Summer Camp: Those Tear-Stained Letters Home

How to handle homesickness

The Columbian
Published: June 7, 2015, 12:00am

Attending overnight camp for the first time last summer, 10-year-old Lily Becker longed to be back home in Chicago. She missed her parents and sister, wondering what they were doing and wishing she could hear their voices. She missed simply being alone in her bedroom.

“I was really, really homesick,” Lily recalled of her “painful” first half of a four-week session at Sanborn Western Camps: High Trails Ranch for Girls in Florissant, Colo. “It was kind of scary at first because I had never been away from home before for that long.”

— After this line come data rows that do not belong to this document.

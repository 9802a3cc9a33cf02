//! 不正レビューAPIハンドラー
//!
//! `/api/fraud-detections` 系のエンドポイント

use super::error::AppError;
use crate::fraud::{BulkResolveOutcome, BulkResolveRequest, Cluster};
use crate::types::Actor;
use crate::AppState;
use axum::{
    extract::{rejection::JsonRejection, State},
    Extension, Json,
};
use serde::{Deserialize, Serialize};

/// クラスタ一覧レスポンス
#[derive(Debug, Serialize, Deserialize)]
pub struct ClusterListResponse {
    /// クラスタ（メンバー数降順）
    pub clusters: Vec<Cluster>,
}

/// GET /api/fraud-detections/clusters - 未レビューの近接クラスタ一覧
pub async fn list_clusters(
    State(state): State<AppState>,
    Extension(actor): Extension<Actor>,
) -> Result<Json<ClusterListResponse>, AppError> {
    let clusters = state.review.get_clusters(&actor).await?;
    Ok(Json(ClusterListResponse { clusters }))
}

/// POST /api/fraud-detections/bulk-review - 一括レビュー
pub async fn bulk_review(
    State(state): State<AppState>,
    Extension(actor): Extension<Actor>,
    payload: Result<Json<BulkResolveRequest>, JsonRejection>,
) -> Result<Json<BulkResolveOutcome>, AppError> {
    let Json(request) = payload?;
    let outcome = state.review.resolve_many(&request, &actor).await?;
    Ok(Json(outcome))
}
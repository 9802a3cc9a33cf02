//! APIエラーレスポンス型
//!
//! axum用の共通エラーハンドリング

use crate::common::error::RegistryError;
use axum::{extract::rejection::JsonRejection, response::IntoResponse, Json};

/// Axum用のエラーレスポンス型
#[derive(Debug)]
pub struct AppError(pub RegistryError);

impl From<RegistryError> for AppError {
    fn from(err: RegistryError) -> Self {
        AppError(err)
    }
}

/// ボディの構文・型不一致は400のvalidation_errorとして返す
impl From<JsonRejection> for AppError {
    fn from(rejection: JsonRejection) -> Self {
        AppError(RegistryError::validation(rejection.body_text()))
    }
}

impl IntoResponse for AppError {
    fn into_response(self) -> axum::response::Response {
        let status = self.0.status_code();
        // 詳細はサーバーログのみ。クライアントにはexternal_message()を返す
        if status.is_server_error() {
            tracing::error!(error_type = self.0.error_type(), "Request failed: {}", self.0);
        } else {
            tracing::warn!(error_type = self.0.error_type(), "Request rejected: {}", self.0);
        }

        (status, Json(self.0.to_error_response())).into_response()
    }
}
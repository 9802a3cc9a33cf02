//! axumサーバー起動・シャットダウンハンドリング

use crate::shutdown::ShutdownController;
use crate::AppState;
use anyhow::Context;
use std::net::SocketAddr;
use tracing::{info, warn};

/// axumサーバーを起動し、シャットダウンシグナルを待機する
///
/// 終了時に監査ライターのキューを閉じ、プールをクローズする。
pub async fn run(state: AppState, bind_addr: &str) -> anyhow::Result<()> {
    let shutdown = state.shutdown.clone();
    let pool = state.db_pool.clone();

    let app = crate::api::create_app(state);

    let listener = tokio::net::TcpListener::bind(bind_addr)
        .await
        .with_context(|| format!("failed to bind to {}", bind_addr))?;

    info!("fieldreg server listening on {}", bind_addr);

    axum::serve(
        listener,
        app.into_make_service_with_connect_info::<SocketAddr>(),
    )
    .with_graceful_shutdown(shutdown_signal(shutdown))
    .await
    .context("server error")?;

    pool.close().await;
    info!("Server shutdown complete");
    Ok(())
}

/// シャットダウンシグナルを待機
async fn shutdown_signal(shutdown: ShutdownController) {
    let ctrl_c = async {
        if let Err(e) = tokio::signal::ctrl_c().await {
            warn!("Failed to install Ctrl+C handler: {}", e);
            std::future::pending::<()>().await;
        }
    };

    #[cfg(unix)]
    let terminate = async {
        match tokio::signal::unix::signal(tokio::signal::unix::SignalKind::terminate()) {
            Ok(mut signal) => {
                signal.recv().await;
            }
            Err(e) => {
                warn!("Failed to install SIGTERM handler: {}", e);
                std::future::pending::<()>().await;
            }
        }
    };

    #[cfg(not(unix))]
    let terminate = std::future::pending::<()>();

    tokio::select! {
        _ = ctrl_c => {
            info!("Received Ctrl+C, shutting down...");
            shutdown.request_shutdown();
        }
        _ = terminate => {
            info!("Received SIGTERM, shutting down...");
            shutdown.request_shutdown();
        }
        _ = shutdown.wait() => {
            info!("Shutdown requested, shutting down...");
        }
    }
}
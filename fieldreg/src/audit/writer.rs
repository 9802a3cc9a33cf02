//! ベストエフォート監査ライター
//!
//! 閲覧系の操作ログ用。mpscチャネルでエントリを受信し、バックグラウンドタスクが
//! 1件ずつ独立したトランザクションで台帳に追記する。
//! 失敗はwarnログに残して破棄し、呼び出し元の処理結果には影響しない。
//! 状態変更を伴う操作は`AuditLogStorage::append_in_tx`を使うこと。

use crate::audit::types::NewAuditEntry;
use crate::config::get_env_with_fallback_parse;
use crate::db::audit_log::AuditLogStorage;
use tokio::sync::mpsc;
use tracing::{debug, info, warn};

/// 監査ライター設定
#[derive(Debug, Clone)]
pub struct AuditLogWriterConfig {
    /// チャネル容量。デフォルト: 1000
    pub buffer_capacity: usize,
}

impl Default for AuditLogWriterConfig {
    fn default() -> Self {
        Self {
            buffer_capacity: get_env_with_fallback_parse(
                "FIELDREG_AUDIT_BUFFER_CAPACITY",
                "AUDIT_BUFFER_CAPACITY",
                1_000usize,
            )
            .max(1),
        }
    }
}

/// 監査ログの非同期ライター
///
/// Clone可能（senderのクローン）。全クローンがdropされるとタスクは残りを書き込んで終了する。
#[derive(Clone)]
pub struct AuditLogWriter {
    sender: mpsc::Sender<NewAuditEntry>,
}

impl AuditLogWriter {
    /// 新しいAuditLogWriterを作成し、バックグラウンドタスクを起動
    pub fn new(storage: AuditLogStorage, config: AuditLogWriterConfig) -> Self {
        let (tx, rx) = mpsc::channel(config.buffer_capacity.max(1));

        tokio::spawn(Self::background_task(rx, storage));

        Self { sender: tx }
    }

    /// エントリを送信（ブロックしない）
    ///
    /// チャネルが満杯または閉じている場合は破棄してwarnを出す。
    pub fn send(&self, entry: NewAuditEntry) {
        if let Err(e) = self.sender.try_send(entry) {
            warn!("Failed to enqueue audit entry: {}", e);
        }
    }

    async fn background_task(mut rx: mpsc::Receiver<NewAuditEntry>, storage: AuditLogStorage) {
        while let Some(entry) = rx.recv().await {
            let action = entry.action.clone();
            match storage.append(entry).await {
                Ok(appended) => {
                    debug!(seq = appended.seq, action = %action, "Best-effort audit entry written");
                }
                Err(e) => {
                    warn!(action = %action, error = %e, "Dropping best-effort audit entry");
                }
            }
        }
        info!("Audit log writer background task stopped");
    }
}
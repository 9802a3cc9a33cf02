//! 監査台帳ストレージ
//!
//! 追記は直列化される。書き込みトランザクションは
//! 1. プロセス内の単一ライターMutexを取得し、
//! 2. `audit_chain_tail`行を更新してSQLiteの書き込みロックを取り、
//! 3. 末尾ハッシュを読み、エントリを挿入し、
//! 4. 末尾行を旧ハッシュから新ハッシュへcompare-and-swapする。
//!
//! MutexとDBロックはコミット（またはロールバック）まで保持される。

use crate::audit::canonical::{canonicalize, normalize_details};
use crate::audit::hash_chain::{self, compute_entry_hash, format_timestamp};
use crate::audit::types::{AuditEntry, AuditEntryFilter, NewAuditEntry};
use crate::common::error::{RegistryError, RegistryResult};
use chrono::{SubsecRound, Utc};
use sqlx::{Sqlite, SqliteConnection, SqlitePool, Transaction};
use std::sync::Arc;
use std::time::Duration;
use tokio::sync::{Mutex, OwnedMutexGuard};
use tracing::{debug, warn};
use uuid::Uuid;

/// 単独追記の最大試行回数（末尾CASの競合・ロック待ちタイムアウト時）
const MAX_APPEND_ATTEMPTS: u32 = 5;

const ENTRY_COLUMNS: &str = "seq, id, actor_id, action, target_resource, target_id, details, \
                             ip_address, user_agent, created_at, hash, previous_hash";

/// 監査台帳のDB操作
///
/// Clone可能。クローン間で単一ライターMutexを共有する。
#[derive(Clone)]
pub struct AuditLogStorage {
    pool: SqlitePool,
    write_lock: Arc<Mutex<()>>,
}

/// 台帳の書き込みトランザクション
///
/// 末尾ロックを保持したまま、呼び出し側のドメイン更新も同じトランザクションで行える。
/// commitせずにdropした場合はロールバックされる。
pub struct LedgerTransaction {
    tx: Transaction<'static, Sqlite>,
    _guard: OwnedMutexGuard<()>,
}

/// 検証用の一貫した読み取り結果
#[derive(Debug, Clone)]
pub struct VerificationSnapshot {
    /// 台帳全体の件数
    pub total_records: i64,
    /// 検証対象（連番昇順）
    pub entries: Vec<AuditEntry>,
    /// 先頭エントリの直前エントリのハッシュ（台帳先頭ならNone）
    pub preceding_hash: Option<String>,
}

impl LedgerTransaction {
    /// トランザクション内の接続
    pub fn conn(&mut self) -> &mut SqliteConnection {
        &mut *self.tx
    }

    /// コミット
    pub async fn commit(self) -> RegistryResult<()> {
        self.tx
            .commit()
            .await
            .map_err(|e| RegistryError::from_sqlx("Failed to commit ledger transaction", e))
    }

    /// ロールバック
    pub async fn rollback(self) -> RegistryResult<()> {
        self.tx
            .rollback()
            .await
            .map_err(|e| RegistryError::from_sqlx("Failed to roll back ledger transaction", e))
    }
}

/// sqlx::FromRow用の行構造体
#[derive(Debug, sqlx::FromRow)]
struct AuditEntryRow {
    seq: i64,
    id: String,
    actor_id: Option<String>,
    action: String,
    target_resource: String,
    target_id: Option<String>,
    details: String,
    ip_address: Option<String>,
    user_agent: Option<String>,
    created_at: String,
    hash: String,
    previous_hash: String,
}

impl TryFrom<AuditEntryRow> for AuditEntry {
    type Error = RegistryError;

    fn try_from(row: AuditEntryRow) -> Result<Self, Self::Error> {
        let created_at = chrono::DateTime::parse_from_rfc3339(&row.created_at)
            .map(|dt| dt.with_timezone(&Utc))
            .map_err(|e| RegistryError::Database(format!("Failed to parse created_at: {}", e)))?;
        let details = serde_json::from_str(&row.details)
            .map_err(|e| RegistryError::Database(format!("Failed to parse details: {}", e)))?;

        Ok(AuditEntry {
            seq: row.seq,
            id: row.id,
            actor_id: row.actor_id,
            action: row.action,
            target_resource: row.target_resource,
            target_id: row.target_id,
            details,
            ip_address: row.ip_address,
            user_agent: row.user_agent,
            created_at,
            hash: row.hash,
            previous_hash: row.previous_hash,
        })
    }
}

impl AuditLogStorage {
    /// 新しいAuditLogStorageを作成
    pub fn new(pool: SqlitePool) -> Self {
        Self {
            pool,
            write_lock: Arc::new(Mutex::new(())),
        }
    }

    /// 接続プール
    pub fn pool(&self) -> &SqlitePool {
        &self.pool
    }

    /// 書き込みトランザクションを開始し、チェーン末尾をロックする
    pub async fn begin_write(&self) -> RegistryResult<LedgerTransaction> {
        let guard = self.write_lock.clone().lock_owned().await;

        let mut tx = self
            .pool
            .begin()
            .await
            .map_err(|e| RegistryError::from_sqlx("Failed to begin transaction", e))?;

        // 最初の文で書き込みを行い、トランザクション全体で書き込みロックを保持する
        let locked = sqlx::query("UPDATE audit_chain_tail SET locked_at = ? WHERE id = 1")
            .bind(format_timestamp(&Utc::now()))
            .execute(&mut *tx)
            .await
            .map_err(|e| RegistryError::from_sqlx("Failed to lock audit chain tail", e))?;

        if locked.rows_affected() != 1 {
            return Err(RegistryError::Database(
                "audit_chain_tail row is missing".to_string(),
            ));
        }

        Ok(LedgerTransaction { tx, _guard: guard })
    }

    /// 呼び出し側のトランザクション内でエントリを追記（トランザクション型）
    ///
    /// 失敗した場合、呼び出し側はトランザクション全体をロールバックしなければならない。
    pub async fn append_in_tx(
        &self,
        ledger_tx: &mut LedgerTransaction,
        entry: NewAuditEntry,
    ) -> RegistryResult<AuditEntry> {
        let conn = ledger_tx.conn();

        let tail: Option<String> =
            sqlx::query_scalar("SELECT hash FROM audit_entries ORDER BY seq DESC LIMIT 1")
                .fetch_optional(&mut *conn)
                .await
                .map_err(|e| RegistryError::from_sqlx("Failed to read audit chain tail", e))?;
        let previous_hash = tail
            .clone()
            .unwrap_or_else(|| hash_chain::genesis_hash().to_string());

        let id = Uuid::new_v4().to_string();
        let created_at = Utc::now().trunc_subsecs(3);
        // 保存するテキストから読み戻した値でハッシュし、検証時の再パースと一致させる
        let stored_details = canonicalize(&normalize_details(entry.details.as_ref()));
        let details: serde_json::Value = serde_json::from_str(&stored_details)
            .map_err(|e| RegistryError::Internal(format!("Failed to reparse details: {}", e)))?;
        let hash = compute_entry_hash(
            &id,
            &entry.action,
            entry.actor_id.as_deref(),
            &created_at,
            Some(&details),
            &previous_hash,
        );

        let result = sqlx::query(
            r#"INSERT INTO audit_entries (
                id, actor_id, action, target_resource, target_id, details,
                ip_address, user_agent, created_at, hash, previous_hash
            ) VALUES (?, ?, ?, ?, ?, ?, ?, ?, ?, ?, ?)"#,
        )
        .bind(&id)
        .bind(&entry.actor_id)
        .bind(&entry.action)
        .bind(&entry.target_resource)
        .bind(&entry.target_id)
        .bind(&stored_details)
        .bind(&entry.ip_address)
        .bind(&entry.user_agent)
        .bind(format_timestamp(&created_at))
        .bind(&hash)
        .bind(&previous_hash)
        .execute(&mut *conn)
        .await
        .map_err(|e| RegistryError::from_sqlx("Failed to insert audit entry", e))?;
        let seq = result.last_insert_rowid();

        let swapped = sqlx::query(
            "UPDATE audit_chain_tail SET tail_hash = ?, tail_seq = ? \
             WHERE id = 1 AND tail_hash IS ?",
        )
        .bind(&hash)
        .bind(seq)
        .bind(&tail)
        .execute(&mut *conn)
        .await
        .map_err(|e| RegistryError::from_sqlx("Failed to advance audit chain tail", e))?;

        if swapped.rows_affected() != 1 {
            return Err(RegistryError::Transient(format!(
                "Audit chain tail moved during append (expected {:?})",
                tail
            )));
        }

        debug!(seq, entry_id = %id, action = %entry.action, "Appended audit entry");

        Ok(AuditEntry {
            seq,
            id,
            actor_id: entry.actor_id,
            action: entry.action,
            target_resource: entry.target_resource,
            target_id: entry.target_id,
            details,
            ip_address: entry.ip_address,
            user_agent: entry.user_agent,
            created_at,
            hash,
            previous_hash,
        })
    }

    /// 単独トランザクションでエントリを追記
    ///
    /// 一時的エラーは短いバックオフを挟んで再試行する。
    pub async fn append(&self, entry: NewAuditEntry) -> RegistryResult<AuditEntry> {
        let mut attempt = 0;
        loop {
            attempt += 1;
            match self.try_append(entry.clone()).await {
                Ok(appended) => return Ok(appended),
                Err(e) if e.is_transient() && attempt < MAX_APPEND_ATTEMPTS => {
                    warn!(attempt, error = %e, "Retrying audit append");
                    tokio::time::sleep(Duration::from_millis(20 * u64::from(attempt))).await;
                }
                Err(e) => return Err(e),
            }
        }
    }

    async fn try_append(&self, entry: NewAuditEntry) -> RegistryResult<AuditEntry> {
        let mut tx = self.begin_write().await?;
        match self.append_in_tx(&mut tx, entry).await {
            Ok(appended) => {
                tx.commit().await?;
                Ok(appended)
            }
            Err(e) => {
                if let Err(rb) = tx.rollback().await {
                    warn!("Failed to roll back audit append: {}", rb);
                }
                Err(e)
            }
        }
    }

    /// 総エントリ数
    pub async fn count_all(&self) -> RegistryResult<i64> {
        let mut conn = self.acquire().await?;
        count_all_on(&mut *conn).await
    }

    /// 検証に必要な読み取りを1つの読み取りトランザクションで行う
    ///
    /// 件数・エントリ・窓の直前ハッシュが同じスナップショットから得られる。
    pub async fn verification_snapshot(
        &self,
        limit: Option<i64>,
    ) -> RegistryResult<VerificationSnapshot> {
        let mut tx = self
            .pool
            .begin()
            .await
            .map_err(|e| RegistryError::from_sqlx("Failed to begin read transaction", e))?;

        let total_records = count_all_on(&mut *tx).await?;
        let entries = if total_records == 0 {
            Vec::new()
        } else {
            list_for_verification_on(&mut *tx, limit).await?
        };
        let preceding_hash = match entries.first() {
            Some(first) => hash_before_on(&mut *tx, first.seq).await?,
            None => None,
        };

        tx.commit()
            .await
            .map_err(|e| RegistryError::from_sqlx("Failed to end read transaction", e))?;

        Ok(VerificationSnapshot {
            total_records,
            entries,
            preceding_hash,
        })
    }

    async fn acquire(&self) -> RegistryResult<sqlx::pool::PoolConnection<Sqlite>> {
        self.pool
            .acquire()
            .await
            .map_err(|e| RegistryError::from_sqlx("Failed to acquire connection", e))
    }

    /// IDでエントリを取得
    pub async fn get_by_id(&self, id: &str) -> RegistryResult<Option<AuditEntry>> {
        let sql = format!("SELECT {} FROM audit_entries WHERE id = ?", ENTRY_COLUMNS);
        let row = sqlx::query_as::<_, AuditEntryRow>(&sql)
            .bind(id)
            .fetch_optional(&self.pool)
            .await
            .map_err(|e| RegistryError::from_sqlx("Failed to get audit entry by id", e))?;

        row.map(AuditEntry::try_from).transpose()
    }

    /// フィルタ条件に基づいてエントリを検索（新しい順）
    pub async fn query(&self, filter: &AuditEntryFilter) -> RegistryResult<Vec<AuditEntry>> {
        let (where_clause, bind_values) = build_where_clause(filter);
        let page = filter.page.unwrap_or(1).max(1);
        let per_page = filter.per_page.unwrap_or(50).clamp(1, 500);
        let offset = (page - 1) * per_page;

        let sql = format!(
            "SELECT {} FROM audit_entries {} ORDER BY seq DESC LIMIT ? OFFSET ?",
            ENTRY_COLUMNS, where_clause
        );

        let mut query = sqlx::query_as::<_, AuditEntryRow>(&sql);
        for val in &bind_values {
            query = query.bind(val.as_str());
        }
        query = query.bind(per_page).bind(offset);

        let rows = query
            .fetch_all(&self.pool)
            .await
            .map_err(|e| RegistryError::from_sqlx("Failed to query audit entries", e))?;

        rows.into_iter()
            .map(AuditEntry::try_from)
            .collect::<Result<Vec<_>, _>>()
    }

    /// フィルタ条件に基づいて件数を取得
    pub async fn count(&self, filter: &AuditEntryFilter) -> RegistryResult<i64> {
        let (where_clause, bind_values) = build_where_clause(filter);
        let sql = format!("SELECT COUNT(*) FROM audit_entries {}", where_clause);

        let mut query = sqlx::query_scalar::<_, i64>(&sql);
        for val in &bind_values {
            query = query.bind(val.as_str());
        }

        query
            .fetch_one(&self.pool)
            .await
            .map_err(|e| RegistryError::from_sqlx("Failed to count audit entries", e))
    }
}

async fn count_all_on(conn: &mut SqliteConnection) -> RegistryResult<i64> {
    sqlx::query_scalar("SELECT COUNT(*) FROM audit_entries")
        .fetch_one(&mut *conn)
        .await
        .map_err(|e| RegistryError::from_sqlx("Failed to count audit entries", e))
}

/// 検証用にエントリを連番昇順で取得（`limit`指定時は直近`limit`件）
async fn list_for_verification_on(
    conn: &mut SqliteConnection,
    limit: Option<i64>,
) -> RegistryResult<Vec<AuditEntry>> {
    let rows = match limit {
        Some(n) => {
            let sql = format!(
                "SELECT {cols} FROM (SELECT {cols} FROM audit_entries ORDER BY seq DESC LIMIT ?) \
                 ORDER BY seq ASC",
                cols = ENTRY_COLUMNS
            );
            sqlx::query_as::<_, AuditEntryRow>(&sql)
                .bind(n)
                .fetch_all(&mut *conn)
                .await
        }
        None => {
            let sql = format!("SELECT {} FROM audit_entries ORDER BY seq ASC", ENTRY_COLUMNS);
            sqlx::query_as::<_, AuditEntryRow>(&sql)
                .fetch_all(&mut *conn)
                .await
        }
    }
    .map_err(|e| RegistryError::from_sqlx("Failed to load audit entries", e))?;

    rows.into_iter()
        .map(AuditEntry::try_from)
        .collect::<Result<Vec<_>, _>>()
}

async fn hash_before_on(conn: &mut SqliteConnection, seq: i64) -> RegistryResult<Option<String>> {
    sqlx::query_scalar("SELECT hash FROM audit_entries WHERE seq < ? ORDER BY seq DESC LIMIT 1")
        .bind(seq)
        .fetch_optional(&mut *conn)
        .await
        .map_err(|e| RegistryError::from_sqlx("Failed to read preceding audit hash", e))
}

fn build_where_clause(filter: &AuditEntryFilter) -> (String, Vec<String>) {
    let mut conditions = Vec::new();
    let mut binds = Vec::new();

    if let Some(ref actor_id) = filter.actor_id {
        conditions.push("actor_id = ?");
        binds.push(actor_id.clone());
    }
    if let Some(ref action) = filter.action {
        conditions.push("action = ?");
        binds.push(action.clone());
    }
    if let Some(ref target_resource) = filter.target_resource {
        conditions.push("target_resource = ?");
        binds.push(target_resource.clone());
    }
    if let Some(ref from) = filter.time_from {
        conditions.push("created_at >= ?");
        binds.push(format_timestamp(from));
    }
    if let Some(ref to) = filter.time_to {
        conditions.push("created_at <= ?");
        binds.push(format_timestamp(to));
    }

    if conditions.is_empty() {
        (String::new(), binds)
    } else {
        (format!("WHERE {}", conditions.join(" AND ")), binds)
    }
}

Lily got through her homesickness with the help of friends, experienced campers who promised it would get better, and her counselors, and by pushing herself to focus on having fun in the present rather than dwelling on home.

“I set a goal for myself not to cry for five days,” she said. “I kept thinking about my mom and dad, and by thinking of them, I wasn’t having any fun because I kept crying all the time.”

Lily proudly held in her tears and began having such a good time that by the last day, she didn’t want to leave. “It was the best experience after those two weeks,” she said.

As hard as it may feel for campers — and parents who receive their tear-stained letters home — homesickness may be as common at sleepaway camp as sunscreen and color war.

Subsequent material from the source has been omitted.